## [Your task]
Word for word, restate the records that follow.

***** Data supplied *****

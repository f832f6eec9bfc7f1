//! Disk usage parsing and threshold evaluation
//!
//! Parses the human-readable tabular output of `df -h` into usage records
//! and filters them against a utilization threshold. Both operations are
//! pure; malformed lines are skipped with a diagnostic rather than failing
//! the whole parse.

use std::fmt::Write as _;

/// Remote command whose output [`parse_df_output`] understands.
///
/// Columns: `Filesystem Size Used Avail Use% Mounted-on`, one header line.
pub const DF_COMMAND: &str = "df -h";

/// Minimum whitespace-separated fields for a parseable row
const MIN_FIELDS: usize = 6;

/// Disk usage of one filesystem, as reported by `df -h`
#[derive(Debug, Clone, PartialEq, Eq)]
pub struct UsageRecord {
    /// Filesystem identifier (device or pseudo-filesystem name)
    pub filesystem: String,
    /// Total size, human readable (e.g. `50G`)
    pub size: String,
    /// Used space, human readable
    pub used: String,
    /// Available space, human readable
    pub available: String,
    /// Utilization percentage, 0-100
    pub use_percent: u8,
    /// Mount path
    pub mounted_on: String,
}

/// Parses `df -h` output into usage records.
///
/// The first line is the header and is discarded. Rows with fewer than six
/// whitespace-separated fields (wrapped or otherwise malformed output) and
/// rows whose `Use%` field does not parse as an integer percentage are
/// skipped with a diagnostic. An empty result is valid; the caller decides
/// whether that means "nothing mounted" or "command produced no table".
pub fn parse_df_output(output: &str) -> Vec<UsageRecord> {
    let mut records = Vec::new();

    for line in output.trim().lines().skip(1) {
        let fields: Vec<&str> = line.split_whitespace().collect();
        if fields.len() < MIN_FIELDS {
            tracing::debug!(line, "Skipping row with too few fields");
            continue;
        }

        let Some(use_percent) = parse_percent(fields[4]) else {
            tracing::warn!(line, field = fields[4], "Skipping row with unparseable Use%");
            continue;
        };

        let record = UsageRecord {
            filesystem: fields[0].to_string(),
            size: fields[1].to_string(),
            used: fields[2].to_string(),
            available: fields[3].to_string(),
            use_percent,
            mounted_on: fields[5].to_string(),
        };
        tracing::trace!(mount = %record.mounted_on, percent = record.use_percent, "Parsed row");
        records.push(record);
    }

    records
}

/// Parses a `Use%` field like `85%` into its integer value
fn parse_percent(field: &str) -> Option<u8> {
    field.strip_suffix('%')?.parse().ok()
}

/// Returns the records at or above the threshold, preserving input order.
///
/// The boundary is inclusive: utilization exactly equal to the threshold
/// counts as exceeding.
pub fn over_threshold(records: &[UsageRecord], threshold: u8) -> Vec<UsageRecord> {
    let exceeding: Vec<UsageRecord> = records
        .iter()
        .filter(|r| r.use_percent >= threshold)
        .cloned()
        .collect();

    if exceeding.is_empty() {
        tracing::info!(threshold, "All filesystems below threshold");
    } else {
        tracing::warn!(
            threshold,
            count = exceeding.len(),
            "Filesystems exceeding threshold"
        );
    }
    exceeding
}

/// Formats the alert body for filesystems exceeding the threshold.
///
/// One bullet per record: mount path, utilization, used/size, and the
/// filesystem identifier.
pub fn format_alert_body(host: &str, records: &[UsageRecord], threshold: u8) -> String {
    let mut body = format!(
        "Disk usage alert for {host}\nThreshold: {threshold}%\n\nFilesystems exceeding threshold:\n"
    );
    for record in records {
        let _ = writeln!(
            body,
            "  - {}: {}% ({}/{}) - {}",
            record.mounted_on, record.use_percent, record.used, record.size, record.filesystem
        );
    }
    body
}

#[cfg(test)]
mod tests {
    use super::*;

    const SAMPLE_DF: &str = "\
Filesystem Size Used Avail Use% Mounted on
/dev/sda1 50G 40G 10G 80% /
/dev/sdb1 100G 85G 15G 85% /data
tmpfs 7.8G 1.2G 6.6G 16% /tmp";

    #[test]
    fn test_parse_well_formed_output() {
        let records = parse_df_output(SAMPLE_DF);
        assert_eq!(records.len(), 3);
        assert_eq!(
            records[0],
            UsageRecord {
                filesystem: "/dev/sda1".to_string(),
                size: "50G".to_string(),
                used: "40G".to_string(),
                available: "10G".to_string(),
                use_percent: 80,
                mounted_on: "/".to_string(),
            }
        );
        assert_eq!(records[1].use_percent, 85);
        assert_eq!(records[1].mounted_on, "/data");
        assert_eq!(records[2].use_percent, 16);
        assert_eq!(records[2].mounted_on, "/tmp");
    }

    #[test]
    fn test_parse_skips_short_rows() {
        let output = "\
Filesystem Size Used Avail Use% Mounted on
/dev/mapper/vg0-long--volume--name
  50G 40G 10G 80% /
/dev/sdb1 100G 85G 15G 85% /data";
        let records = parse_df_output(output);
        // The wrapped row splits into two short rows; both are skipped
        assert_eq!(records.len(), 1);
        assert_eq!(records[0].filesystem, "/dev/sdb1");
    }

    #[test]
    fn test_parse_skips_non_numeric_percent() {
        let output = "\
Filesystem Size Used Avail Use% Mounted on
/dev/sda1 50G 40G 10G abc% /
/dev/sdb1 100G 85G 15G 85 /data
tmpfs 7.8G 1.2G 6.6G 16% /tmp";
        let records = parse_df_output(output);
        // `abc%` does not parse, `85` is missing the suffix
        assert_eq!(records.len(), 1);
        assert_eq!(records[0].filesystem, "tmpfs");
    }

    #[test]
    fn test_parse_empty_input() {
        assert!(parse_df_output("").is_empty());
    }

    #[test]
    fn test_parse_header_only() {
        assert!(parse_df_output("Filesystem Size Used Avail Use% Mounted on").is_empty());
    }

    #[test]
    fn test_threshold_boundary_is_inclusive() {
        let records = parse_df_output(SAMPLE_DF);
        let exceeding = over_threshold(&records, 80);
        assert_eq!(exceeding.len(), 2);
        // 80% equals the threshold and is included; order is preserved
        assert_eq!(exceeding[0].filesystem, "/dev/sda1");
        assert_eq!(exceeding[1].filesystem, "/dev/sdb1");
    }

    #[test]
    fn test_threshold_filter_is_pure() {
        let records = parse_df_output(SAMPLE_DF);
        let first = over_threshold(&records, 80);
        let second = over_threshold(&records, 80);
        assert_eq!(first, second);
        assert_eq!(records.len(), 3);
    }

    #[test]
    fn test_threshold_none_exceeding() {
        let records = parse_df_output(SAMPLE_DF);
        assert!(over_threshold(&records, 90).is_empty());
    }

    #[test]
    fn test_format_alert_body() {
        let records = vec![UsageRecord {
            filesystem: "/dev/sda1".to_string(),
            size: "50G".to_string(),
            used: "45G".to_string(),
            available: "5G".to_string(),
            use_percent: 90,
            mounted_on: "/".to_string(),
        }];
        let body = format_alert_body("192.168.1.10", &records, 80);
        assert!(body.contains("192.168.1.10"));
        assert!(body.contains("90%"));
        assert!(body.contains("/"));
        assert!(body.contains("45G/50G"));
        assert!(body.contains("/dev/sda1"));
    }
}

*****

## [Answer space]
repository f832f6eec9bfc7f1
//! Disk usage parsing and threshold evaluation
//!
//! Parses the human-readable tabular output of `df -h` into usage records
//! and filters them against a utilization threshold. Both operations are
//! pure; malformed lines are skipped with a diagnostic rather than failing
//! the whole parse.

use std::fmt::Write as _;

/// Remote command whose output [`parse_df_output`] understands.
///
/// Columns: `Filesystem Size Used Avail Use% Mounted-on`, one header line.
pub const DF_COMMAND: &str = "df -h";

/// Minimum whitespace-separated fields for a parseable row
const MIN_FIELDS: usize = 6;

/// Disk usage of one filesystem, as reported by `df -h`
#[derive(Debug, Clone, PartialEq, Eq)]
pub struct UsageRecord {
    /// Filesystem identifier (device or pseudo-filesystem name)
    pub filesystem: String,
    /// Total size, human readable (e.g. `50G`)
    pub size: String,
    /// Used space, human readable
    pub used: String,
    /// Available space, human readable
    pub available: String,
    /// Utilization percentage, 0-100
    pub use_percent: u8,
    /// Mount path
    pub mounted_on: String,
}

/// Parses `df -h` output into usage records.
///
/// The first line is the header and is discarded. Rows with fewer than six
/// whitespace-separated fields (wrapped or otherwise malformed output) and
/// rows whose `Use%` field does not parse as an integer percentage are
/// skipped with a diagnostic. An empty result is valid; the caller decides
/// whether that means "nothing mounted" or "command produced no table".
pub fn parse_df_output(output: &str) -> Vec<UsageRecord> {
    let mut records = Vec::new();

    for line in output.trim().lines().skip(1) {
        let fields: Vec<&str> = line.split_whitespace().collect();
        if fields.len() < MIN_FIELDS {
            tracing::debug!(line, "Skipping row with too few fields");
            continue;
        }

        let Some(use_percent) = parse_percent(fields[4]) else {
            tracing::warn!(line, field = fields[4], "Skipping row with unparseable Use%");
            continue;
        };

        let record = UsageRecord {
            filesystem: fields[0].to_string(),
            size: fields[1].to_string(),
            used: fields[2].to_string(),
            available: fields[3].to_string(),
            use_percent,
            mounted_on: fields[5].to_string(),
        };
        tracing::trace!(mount = %record.mounted_on, percent = record.use_percent, "Parsed row");
        records.push(record);
    }

    records
}

/// Parses a `Use%` field like `85%` into its integer value
fn parse_percent(field: &str) -> Option<u8> {
    field.strip_suffix('%')?.parse().ok()
}

/// Returns the records at or above the threshold, preserving input order.
///
/// The boundary is inclusive: utilization exactly equal to the threshold
/// counts as exceeding.
pub fn over_threshold(records: &[UsageRecord], threshold: u8) -> Vec<UsageRecord> {
    let exceeding: Vec<UsageRecord> = records
        .iter()
        .filter(|r| r.use_percent >= threshold)
        .cloned()
        .collect();

    if exceeding.is_empty() {
        tracing::info!(threshold, "All filesystems below threshold");
    } else {
        tracing::warn!(
            threshold,
            count = exceeding.len(),
            "Filesystems exceeding threshold"
        );
    }
    exceeding
}

/// Formats the alert body for filesystems exceeding the threshold.
///
/// One bullet per record: mount path, utilization, used/size, and the
/// filesystem identifier.
pub fn format_alert_body(host: &str, records: &[UsageRecord], threshold: u8) -> String {
    let mut body = format!(
        "Disk usage alert for {host}\nThreshold: {threshold}%\n\nFilesystems exceeding threshold:\n"
    );
    for record in records {
        let _ = writeln!(
            body,
            "  - {}: {}% ({}/{}) - {}",
            record.mounted_on, record.use_percent, record.used, record.size, record.filesystem
        );
    }
    body
}

#[cfg(test)]
mod tests {
    use super::*;

    const SAMPLE_DF: &str = "\
Filesystem Size Used Avail Use% Mounted on
/dev/sda1 50G 40G 10G 80% /
/dev/sdb1 100G 85G 15G 85% /data
tmpfs 7.8G 1.2G 6.6G 16% /tmp";

    #[test]
    fn test_parse_well_formed_output() {
        let records = parse_df_output(SAMPLE_DF);
        assert_eq!(records.len(), 3);
        assert_eq!(
            records[0],
            UsageRecord {
                filesystem: "/dev/sda1".to_string(),
                size: "50G".to_string(),
                used: "40G".to_string(),
                available: "10G".to_string(),
                use_percent: 80,
                mounted_on: "/".to_string(),
            }
        );
        assert_eq!(records[1].use_percent, 85);
        assert_eq!(records[1].mounted_on, "/data");
        assert_eq!(records[2].use_percent, 16);
        assert_eq!(records[2].mounted_on, "/tmp");
    }

    #[test]
    fn test_parse_skips_short_rows() {
        let output = "\
Filesystem Size Used Avail Use% Mounted on
/dev/mapper/vg0-long--volume--name
  50G 40G 10G 80% /
/dev/sdb1 100G 85G 15G 85% /data";
        let records = parse_df_output(output);
        // The wrapped row splits into two short rows; both are skipped
        assert_eq!(records.len(), 1);
        assert_eq!(records[0].filesystem, "/dev/sdb1");
    }

    #[test]
    fn test_parse_skips_non_numeric_percent() {
        let output = "\
Filesystem Size Used Avail Use% Mounted on
/dev/sda1 50G 40G 10G abc% /
/dev/sdb1 100G 85G 15G 85 /data
tmpfs 7.8G 1.2G 6.6G 16% /tmp";
        let records = parse_df_output(output);
        // `abc%` does not parse, `85` is missing the suffix
        assert_eq!(records.len(), 1);
        assert_eq!(records[0].filesystem, "tmpfs");
    }

    #[test]
    fn test_parse_empty_input() {
        assert!(parse_df_output("").is_empty());
    }

    #[test]
    fn test_parse_header_only() {
        assert!(parse_df_output("Filesystem Size Used Avail Use% Mounted on").is_empty());
    }

    #[test]
    fn test_threshold_boundary_is_inclusive() {
        let records = parse_df_output(SAMPLE_DF);
        let exceeding = over_threshold(&records, 80);
        assert_eq!(exceeding.len(), 2);
        // 80% equals the threshold and is included; order is preserved
        assert_eq!(exceeding[0].filesystem, "/dev/sda1");
        assert_eq!(exceeding[1].filesystem, "/dev/sdb1");
    }

    #[test]
    fn test_threshold_filter_is_pure() {
        let records = parse_df_output(SAMPLE_DF);
        let first = over_threshold(&records, 80);
        let second = over_threshold(&records, 80);
        assert_eq!(first, second);
        assert_eq!(records.len(), 3);
    }

    #[test]
    fn test_threshold_none_exceeding() {
        let records = parse_df_output(SAMPLE_DF);
        assert!(over_threshold(&records, 90).is_empty());
    }

    #[test]
    fn test_format_alert_body() {
        let records = vec![UsageRecord {
            filesystem: "/dev/sda1".to_string(),
            size: "50G".to_string(),
            used: "45G".to_string(),
            available: "5G".to_string(),
            use_percent: 90,
            mounted_on: "/".to_string(),
        }];
        let body = format_alert_body("192.168.1.10", &records, 80);
        assert!(body.contains("192.168.1.10"));
        assert!(body.contains("90%"));
        assert!(body.contains("/"));
        assert!(body.contains("45G/50G"));
        assert!(body.contains("/dev/sda1"));
    }
}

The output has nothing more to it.